WHAT NEEDS TO BE DONE | Each line from the one containing "let mut names: Vec<&str>" through the end of the records below must be repeated exactly, and no other line.
•••
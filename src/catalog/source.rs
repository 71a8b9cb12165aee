//! Queryable sources (relational tables and OLAP datasources)

use serde::{Deserialize, Serialize};
use super::column::Column;
use super::metric::Metric;

fn default_time_column() -> String {
    "ds".to_string()
}

/// The single backend a source belongs to
#[derive(Debug, Clone, PartialEq, Eq, Serialize, Deserialize)]
#[serde(rename_all = "lowercase")]
pub enum Backend {
    /// A table reached through a relational connection
    Relational {
        database: String,
        /// Column the time range and time bucket apply to
        #[serde(default = "default_time_column")]
        time_column: String,
    },
    /// A datasource on an OLAP cluster
    Olap { cluster: String },
}

impl Backend {
    pub fn relational(database: impl Into<String>) -> Self {
        Backend::Relational {
            database: database.into(),
            time_column: default_time_column(),
        }
    }

    pub fn olap(cluster: impl Into<String>) -> Self {
        Backend::Olap { cluster: cluster.into() }
    }

    pub fn is_relational(&self) -> bool {
        matches!(self, Backend::Relational { .. })
    }

    pub fn kind(&self) -> &'static str {
        match self {
            Backend::Relational { .. } => "relational",
            Backend::Olap { .. } => "olap",
        }
    }
}

/// A queryable entity owning columns and metrics
#[derive(Debug, Clone, PartialEq, Serialize, Deserialize)]
pub struct Source {
    pub name: String,
    /// Written as a nested map, e.g. `backend: {olap: {cluster: druid}}`
    #[serde(with = "serde_yaml::with::singleton_map")]
    pub backend: Backend,
    #[serde(default)]
    pub columns: Vec<Column>,
    #[serde(default)]
    pub metrics: Vec<Metric>,
}

impl Source {
    pub fn new(name: impl Into<String>, backend: Backend) -> Self {
        Self {
            name: name.into(),
            backend,
            columns: Vec::new(),
            metrics: Vec::new(),
        }
    }

    pub fn with_column(mut self, column: Column) -> Self {
        self.columns.push(column);
        self
    }

    pub fn with_metric(mut self, metric: Metric) -> Self {
        self.metrics.push(metric);
        self
    }

    pub fn get_column(&self, name: &str) -> Option<&Column> {
        self.columns.iter().find(|c| c.name == name)
    }

    pub fn get_column_mut(&mut self, name: &str) -> Option<&mut Column> {
        self.columns.iter_mut().find(|c| c.name == name)
    }

    pub fn get_metric(&self, name: &str) -> Option<&Metric> {
        self.metrics.iter().find(|m| m.metric_name == name)
    }

    // Views below are computed on every call; sources hold tens of columns.

    /// All column names, sorted
    pub fn column_names(&self) -> Vec<&str> {
        sorted_names(self.columns.iter())
    }

    /// Names of columns usable as dimensions, sorted
    pub fn groupby_column_names(&self) -> Vec<&str> {
        sorted_names(self.columns.iter().filter(|c| c.is_groupby))
    }

    /// Names of columns usable in filters, sorted
    pub fn filterable_column_names(&self) -> Vec<&str> {
        sorted_names(self.columns.iter().filter(|c| c.is_filterable))
    }

    /// (metric_name, verbose_name) pairs sorted by verbose name
    pub fn metrics_combo(&self) -> Vec<(&str, &str)> {
        let mut combo: Vec<(&str, &str)> = self
            .metrics
            .iter()
            .map(|m| (m.metric_name.as_str(), m.verbose_name.as_str()))
            .collect();
        combo.sort_by(|a, b| a.1.cmp(b.1));
        combo
    }
}

fn sorted_names<'a>(columns: impl Iterator<Item = &'a Column>) -> Vec<&'a str> {
    let mut names: Vec<&str> = columns.map(|c| c.name.as_str()).collect();
    names.sort();
    names
}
•••
THE COMPLETED TASK |
    let mut names: Vec<&str> = columns.map(|c| c.name.as_str()).collect();
    names.sort();
    names
}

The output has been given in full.